Exercise ▸ Take each line of the records below that contains the string "attached" and copy it.

★ ★ ★ ★ ★

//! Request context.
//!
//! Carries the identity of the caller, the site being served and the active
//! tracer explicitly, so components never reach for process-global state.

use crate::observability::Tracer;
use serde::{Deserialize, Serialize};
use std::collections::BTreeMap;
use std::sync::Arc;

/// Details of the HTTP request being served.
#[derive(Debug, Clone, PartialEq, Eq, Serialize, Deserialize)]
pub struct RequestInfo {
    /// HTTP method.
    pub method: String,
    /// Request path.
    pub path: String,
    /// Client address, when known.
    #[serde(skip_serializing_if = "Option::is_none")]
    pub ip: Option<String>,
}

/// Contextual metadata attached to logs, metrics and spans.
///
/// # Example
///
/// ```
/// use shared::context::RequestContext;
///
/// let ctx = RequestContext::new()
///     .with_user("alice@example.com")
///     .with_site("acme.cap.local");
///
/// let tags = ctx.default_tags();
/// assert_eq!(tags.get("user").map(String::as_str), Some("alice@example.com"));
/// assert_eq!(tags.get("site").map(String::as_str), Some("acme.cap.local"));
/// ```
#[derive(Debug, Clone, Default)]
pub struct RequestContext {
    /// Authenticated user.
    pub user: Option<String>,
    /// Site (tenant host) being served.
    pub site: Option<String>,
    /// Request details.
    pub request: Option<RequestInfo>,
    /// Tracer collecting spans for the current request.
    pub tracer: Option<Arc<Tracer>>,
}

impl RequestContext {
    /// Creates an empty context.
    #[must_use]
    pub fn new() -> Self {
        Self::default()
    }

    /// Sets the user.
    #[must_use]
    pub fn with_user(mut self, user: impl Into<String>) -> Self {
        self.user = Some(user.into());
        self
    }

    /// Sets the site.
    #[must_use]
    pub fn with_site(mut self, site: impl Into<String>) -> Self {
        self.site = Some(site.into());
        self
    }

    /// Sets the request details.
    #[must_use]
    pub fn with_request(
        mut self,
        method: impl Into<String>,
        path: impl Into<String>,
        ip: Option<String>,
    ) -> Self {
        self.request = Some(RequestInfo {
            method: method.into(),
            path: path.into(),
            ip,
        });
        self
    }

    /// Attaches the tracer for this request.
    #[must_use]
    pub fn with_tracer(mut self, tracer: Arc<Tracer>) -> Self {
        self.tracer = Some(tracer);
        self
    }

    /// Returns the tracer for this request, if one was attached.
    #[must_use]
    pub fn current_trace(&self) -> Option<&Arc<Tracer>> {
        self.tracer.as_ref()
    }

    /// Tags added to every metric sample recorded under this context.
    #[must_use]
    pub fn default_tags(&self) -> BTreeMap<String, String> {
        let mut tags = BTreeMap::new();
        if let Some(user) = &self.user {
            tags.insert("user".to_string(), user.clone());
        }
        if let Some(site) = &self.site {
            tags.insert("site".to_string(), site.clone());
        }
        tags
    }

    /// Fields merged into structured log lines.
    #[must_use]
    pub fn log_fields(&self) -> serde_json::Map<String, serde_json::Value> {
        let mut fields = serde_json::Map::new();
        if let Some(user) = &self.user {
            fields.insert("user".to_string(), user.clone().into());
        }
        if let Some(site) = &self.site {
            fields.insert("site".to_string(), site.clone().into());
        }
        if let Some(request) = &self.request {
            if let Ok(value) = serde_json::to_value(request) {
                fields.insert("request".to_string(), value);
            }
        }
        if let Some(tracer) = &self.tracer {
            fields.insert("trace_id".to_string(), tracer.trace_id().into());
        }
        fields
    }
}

★ ★ ★ ★ ★

Answer to this exercise ▸
/// Contextual metadata attached to logs, metrics and spans.
    /// Returns the tracer for this request, if one was attached.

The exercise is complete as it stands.